If we address the problem of the conditions as well as the perceived forms and organization of immediate experience, we should include in it the events as they actually happen and the ordinary material world we encounter as a matter of fact: the urban renewal project that uproots four hundred families; how it is to live on welfare as an ordinary daily practice; cities as the actual physical structures in which we move; the organization of academic occasions such as that in which this chapter is organized. When we examine them, we find that there are many aspects of how these things come about of which we, as sociologists, have little to say. we have a sense that the events entering our experience originate somewhere in a human intention, but we ar unable to track back to find it and to find out how it got from there to here.

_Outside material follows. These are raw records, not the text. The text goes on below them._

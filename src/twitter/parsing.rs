//! Text parsing and extraction utilities for Twitter content.
//!
//! This module splits tweet text into URLs, hashtags, mentioned users and the
//! remaining words. Each stage strips what it matched before the next stage runs,
//! so a hashtag inside a URL is never reported twice.

use once_cell::sync::Lazy;
use regex::Regex;
use serde::Serialize;

use crate::lexicon::Lexicon;

static URL_RE: Lazy<Regex> = Lazy::new(|| {
    Regex::new(r"(?i)(?-u:\b)((?:https?|ftp|file)://[-A-Z0-9+&@#/%?=~_|$!:,.;]*[A-Z0-9+&@#/%=~_|$])")
        .expect("URL pattern is valid")
});

static HASHTAG_RE: Lazy<Regex> =
    Lazy::new(|| Regex::new(r"#(\w+)").expect("hashtag pattern is valid"));

static MENTION_RE: Lazy<Regex> =
    Lazy::new(|| Regex::new(r"@(\w+)").expect("mention pattern is valid"));

/// Tokens dropped from the word list when they stand alone.
const SINGLETON_PUNCTUATION: [&str; 8] = [".", ":", "!", ",", ";", "-", "?", "\u{2026}"];

/// Features extracted from one tweet.
///
/// Every list is in order of appearance. `sentiment` is only present when the
/// text was scored against a [`Lexicon`].
#[derive(Debug, Clone, Default, PartialEq, Eq, Serialize)]
pub struct TweetFeatures {
    pub urls: Vec<String>,
    pub hashtags: Vec<String>,
    pub mentions: Vec<String>,
    pub words: Vec<String>,
    #[serde(skip_serializing_if = "Option::is_none")]
    pub sentiment: Option<i32>,
}

/// Extracts features from tweet text, scoring it when a lexicon is supplied.
///
/// # Parameters
///
/// - `text`: The raw tweet body
/// - `lexicon`: Optional AFINN lexicon; when present the result carries a sentiment score
///
/// # Example
///
/// ```rust
/// use tweetscan::extract;
///
/// let features = extract("check http://example.com/a?x=1 now", None);
/// assert_eq!(features.urls, vec!["http://example.com/a?x=1"]);
/// assert_eq!(features.words, vec!["check", "now"]);
/// assert_eq!(features.sentiment, None);
/// ```
pub fn extract(text: &str, lexicon: Option<&Lexicon>) -> TweetFeatures {
    let content = text.to_lowercase();

    let (urls, content) = strip_matches(&URL_RE, &content, 1);
    let (hashtags, content) = strip_matches(&HASHTAG_RE, &content, 1);
    let (mentions, content) = strip_matches(&MENTION_RE, &content, 1);

    let words: Vec<String> = content
        .split_whitespace()
        .filter(|token| !SINGLETON_PUNCTUATION.contains(token))
        .map(str::to_string)
        .collect();

    let sentiment = lexicon.map(|lex| lex.score(&words));

    TweetFeatures {
        urls,
        hashtags,
        mentions,
        words,
        sentiment,
    }
}

/// Extracts URLs, hashtags, mentions and words without scoring.
pub fn parse_tweet_text(text: &str) -> TweetFeatures {
    extract(text, None)
}

/// Extracts features and always attaches an AFINN sentiment score.
pub fn parse_tweet_text_with_sentiment(text: &str, lexicon: &Lexicon) -> TweetFeatures {
    extract(text, Some(lexicon))
}

/// Collects capture `group` of every match, then removes the whole matches from `text`.
fn strip_matches(re: &Regex, text: &str, group: usize) -> (Vec<String>, String) {
    let found = re
        .captures_iter(text)
        .filter_map(|cap| cap.get(group))
        .map(|m| m.as_str().to_string())
        .collect();
    let remainder = re.replace_all(text, "").into_owned();
    (found, remainder)
}
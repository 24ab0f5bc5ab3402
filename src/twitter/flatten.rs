//! Flattening of tweet JSON into corpus row fields.

use serde_json::Value;

use crate::scanner::Row;

const TWEET_FIELDS: [&str; 6] = [
    "coordinates",
    "favorited",
    "retweet_count",
    "retweeted",
    "place",
    "geo",
];

const USER_FIELDS: [&str; 8] = [
    "followers_count",
    "favourites_count",
    "listed_count",
    "location",
    "utc_offset",
    "lang",
    "geo_enabled",
    "time_zone",
];

/// Renders a JSON value the way the corpus files store cells.
///
/// `null` becomes `None` and booleans become `True` / `False`, matching the
/// existing corpus files. Strings are unquoted; arrays and objects are compact JSON.
pub fn render_value(value: &Value) -> String {
    match value {
        Value::Null => "None".to_string(),
        Value::Bool(true) => "True".to_string(),
        Value::Bool(false) => "False".to_string(),
        Value::Number(n) => n.to_string(),
        Value::String(s) => s.clone(),
        other => other.to_string(),
    }
}

/// Joins one string field of every entity in a list with `~`.
fn join_entities(list: &Value, field: &str) -> String {
    list.as_array()
        .map(|items| {
            items
                .iter()
                .filter_map(|item| item.get(field).and_then(Value::as_str))
                .collect::<Vec<_>>()
                .join("~")
        })
        .unwrap_or_default()
}

/// Returns a copy of `row` enriched with fields from a tweet object.
///
/// The input row is left untouched. Added keys:
///
/// - `coordinates`, `favorited`, `retweet_count`, `retweeted`, `place`, `geo`
/// - `hashtags`, `user_mentions`: entity texts joined with `~`, only when
///   `entities` is present
/// - `followers_count`, `favourites_count`, `listed_count`, `location`,
///   `utc_offset`, `lang`, `geo_enabled`, `time_zone`, `description`: only
///   when `user` is present
///
/// Missing tweet fields are rendered as `None`.
pub fn enrich_row(row: &Row, tweet: &Value) -> Row {
    let mut enriched = row.clone();
    let field = |v: &Value, key: &str| {
        v.get(key)
            .map(render_value)
            .unwrap_or_else(|| "None".to_string())
    };

    for key in TWEET_FIELDS {
        enriched.insert(key.to_string(), field(tweet, key));
    }

    if let Some(entities) = tweet.get("entities").filter(|e| !e.is_null()) {
        let hashtags = entities
            .get("hashtags")
            .map(|list| join_entities(list, "text"))
            .unwrap_or_default();
        let mentions = entities
            .get("user_mentions")
            .map(|list| join_entities(list, "screen_name"))
            .unwrap_or_default();
        enriched.insert("hashtags".to_string(), hashtags);
        enriched.insert("user_mentions".to_string(), mentions);
    }

    if let Some(user) = tweet.get("user").filter(|u| !u.is_null()) {
        for key in USER_FIELDS {
            enriched.insert(key.to_string(), field(user, key));
        }
        let description = user
            .get("description")
            .and_then(Value::as_str)
            .unwrap_or_default();
        enriched.insert("description".to_string(), description.to_string());
    }

    enriched
}
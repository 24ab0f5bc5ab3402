//! Twitter/X API integration module.
//!
//! This module contains the OAuth 1.0a signed request helper, the v1.1 tweet and
//! user lookups, flattening of tweet JSON into corpus rows, and the tweet text
//! feature extractor.

mod api;
mod flatten;
mod lookup;
mod parsing;

// Re-export public API
pub use api::signed_get;
pub use flatten::{enrich_row, render_value};
pub use lookup::{
    lookup_multiple_tweets, lookup_multiple_users, lookup_tweet, lookup_user, tweet_url,
    tweets_url, user_url, users_url,
};
pub use parsing::{extract, parse_tweet_text, parse_tweet_text_with_sentiment, TweetFeatures};
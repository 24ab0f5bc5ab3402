//! AFINN sentiment lexicon.
//!
//! The lexicon file holds one `key<TAB>score` entry per line. Keys containing a
//! space are phrases and are kept apart from single words. A [`Lexicon`] is built
//! once and has no mutators, so it can be shared freely between extraction calls.

use log::{debug, info};
use std::collections::HashMap;
use std::fs::File;
use std::io::{BufRead, BufReader};
use std::path::Path;

use crate::error::{Error, Result};

/// Word and phrase sentiment scores, keyed by lowercase text.
#[derive(Debug, Clone, Default)]
pub struct Lexicon {
    word_scores: HashMap<String, i32>,
    phrase_scores: HashMap<String, i32>,
}

impl Lexicon {
    /// Loads a lexicon from a tab-separated file such as `AFINN-111.txt`.
    ///
    /// # Errors
    ///
    /// - [`Error::Io`] if the file cannot be opened or read
    /// - [`Error::Format`] if a line is not `key<TAB>integer`
    pub fn load(path: impl AsRef<Path>) -> Result<Self> {
        let path = path.as_ref();
        info!("Loading sentiment lexicon from {}", path.display());

        let file = File::open(path).map_err(|e| Error::io(path, e))?;
        let lexicon = Self::from_reader(BufReader::new(file)).map_err(|e| match e {
            Error::Io { source, .. } => Error::io(path, source),
            other => other,
        })?;

        info!(
            "Loaded {} words and {} phrases from {}",
            lexicon.word_scores.len(),
            lexicon.phrase_scores.len(),
            path.display()
        );
        Ok(lexicon)
    }

    /// Parses lexicon entries from any buffered reader.
    ///
    /// Later lines overwrite earlier ones that share the same lowercased key.
    pub fn from_reader<R: BufRead>(reader: R) -> Result<Self> {
        let mut word_scores = HashMap::new();
        let mut phrase_scores = HashMap::new();

        for (index, line) in reader.lines().enumerate() {
            let line_number = index + 1;
            let line = line.map_err(|e| Error::io("<lexicon>", e))?;
            let (key, score) = parse_entry(&line, line_number)?;

            if key.contains(' ') {
                phrase_scores.insert(key, score);
            } else {
                word_scores.insert(key, score);
            }
        }

        debug!(
            "Parsed lexicon: {} words, {} phrases",
            word_scores.len(),
            phrase_scores.len()
        );

        Ok(Lexicon {
            word_scores,
            phrase_scores,
        })
    }

    /// Score of a single word, looked up case-insensitively.
    pub fn word_score(&self, word: &str) -> Option<i32> {
        self.word_scores.get(&word.to_lowercase()).copied()
    }

    /// Score of a multi-word phrase, looked up case-insensitively.
    pub fn phrase_score(&self, phrase: &str) -> Option<i32> {
        self.phrase_scores.get(&phrase.to_lowercase()).copied()
    }

    pub fn word_count(&self) -> usize {
        self.word_scores.len()
    }

    pub fn phrase_count(&self) -> usize {
        self.phrase_scores.len()
    }

    /// Scores a sequence of word tokens.
    ///
    /// Phrase keys are compared against single tokens. A key holding a space can
    /// never equal a whitespace-split token, so phrases never add to the score.
    pub fn score(&self, words: &[String]) -> i32 {
        let word_total: i32 = words.iter().filter_map(|w| self.word_score(w)).sum();

        let phrase_total: i32 = self
            .phrase_scores
            .iter()
            .filter(|(phrase, _)| words.iter().any(|w| w == *phrase))
            .map(|(_, score)| *score)
            .sum();

        word_total + phrase_total
    }
}

fn parse_entry(line: &str, line_number: usize) -> Result<(String, i32)> {
    let mut fields = line.split('\t');
    let (key, value) = match (fields.next(), fields.next(), fields.next()) {
        (Some(key), Some(value), None) => (key, value),
        _ => {
            return Err(Error::Format {
                line: line_number,
                message: format!("expected exactly one tab separator in {:?}", line),
            })
        }
    };

    let score = value.trim().parse::<i32>().map_err(|e| Error::Format {
        line: line_number,
        message: format!("score {:?} is not an integer: {}", value.trim(), e),
    })?;

    Ok((key.to_lowercase(), score))
}

#[cfg(test)]
mod tests {
    use super::*;

    fn lexicon(text: &str) -> Result<Lexicon> {
        Lexicon::from_reader(text.as_bytes())
    }

    #[test]
    fn test_words_and_phrases_are_split() {
        let lex = lexicon("good\t3\nbad\t-3\ncool stuff\t3\n").unwrap();
        assert_eq!(lex.word_count(), 2);
        assert_eq!(lex.phrase_count(), 1);
        assert_eq!(lex.word_score("good"), Some(3));
        assert_eq!(lex.word_score("bad"), Some(-3));
        assert_eq!(lex.phrase_score("cool stuff"), Some(3));
        assert_eq!(lex.word_score("cool stuff"), None);
    }

    #[test]
    fn test_keys_are_lowercased() {
        let lex = lexicon("Awesome\t4\nNo Fun\t-3").unwrap();
        assert_eq!(lex.word_score("awesome"), Some(4));
        assert_eq!(lex.word_score("AWESOME"), Some(4));
        assert_eq!(lex.phrase_score("no fun"), Some(-3));
    }

    #[test]
    fn test_last_duplicate_wins() {
        let lex = lexicon("happy\t2\nhappy\t5\nHAPPY\t3\n").unwrap();
        assert_eq!(lex.word_count(), 1);
        assert_eq!(lex.word_score("happy"), Some(3));
    }

    #[test]
    fn test_score_value_tolerates_surrounding_whitespace() {
        let lex = lexicon("fine\t 2 \r\n").unwrap();
        assert_eq!(lex.word_score("fine"), Some(2));
    }

    #[test]
    fn test_missing_separator_reports_line() {
        match lexicon("good\t3\nbad -3\n") {
            Err(Error::Format { line, .. }) => assert_eq!(line, 2),
            other => panic!("expected format error, got {:?}", other),
        }
    }

    #[test]
    fn test_extra_separator_is_rejected() {
        assert!(matches!(
            lexicon("good\t3\t1\n"),
            Err(Error::Format { line: 1, .. })
        ));
    }

    #[test]
    fn test_non_integer_score_is_rejected() {
        assert!(matches!(
            lexicon("good\t3\nmeh\tzero\n"),
            Err(Error::Format { line: 2, .. })
        ));
    }

    #[test]
    fn test_blank_line_is_malformed() {
        assert!(matches!(
            lexicon("good\t3\n\nbad\t-3\n"),
            Err(Error::Format { line: 2, .. })
        ));
    }

    #[test]
    fn test_missing_file_is_io_error() {
        let path = std::env::temp_dir().join("tweetscan-no-such-lexicon.txt");
        match Lexicon::load(&path) {
            Err(Error::Io { path: p, .. }) => assert_eq!(p, path),
            other => panic!("expected io error, got {:?}", other),
        }
    }

    #[test]
    fn test_score_sums_known_words() {
        let lex = lexicon("good\t3\nbad\t-2\n").unwrap();
        let words: Vec<String> = ["good", "and", "bad", "good"]
            .iter()
            .map(|s| s.to_string())
            .collect();
        assert_eq!(lex.score(&words), 4);
    }

    #[test]
    fn test_phrases_never_match_single_tokens() {
        // Known defect: phrase keys are compared with whitespace-split tokens.
        let lex = lexicon("very good\t3\n").unwrap();
        let words: Vec<String> = ["very", "good"].iter().map(|s| s.to_string()).collect();
        assert_eq!(lex.score(&words), 0);
    }
}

Or take this room in which I work or that room in which you are reading and treat that as a problem. If we think about the conditions of our activity here, we can trace how these chairs, table, walls, clothing, our presence come to be here; how these places (yours and mine) are cleaned and maintained, and so forth. there are human activities, intentions, and relations that are not apparent as such in the actual material conditions of our work. the social organization of the setting is not wholly available to us in its appearance. We bypass in the immediacy of the specific practical activity a complex division of labor that is an essential precondition to it. Such preconditions are fundamentally mysterious to us and present us with problems in grasping social relations with which sociology is ill equipped to deal. We experience the world as largely incompressible beyond the limits of what we know in a common sense.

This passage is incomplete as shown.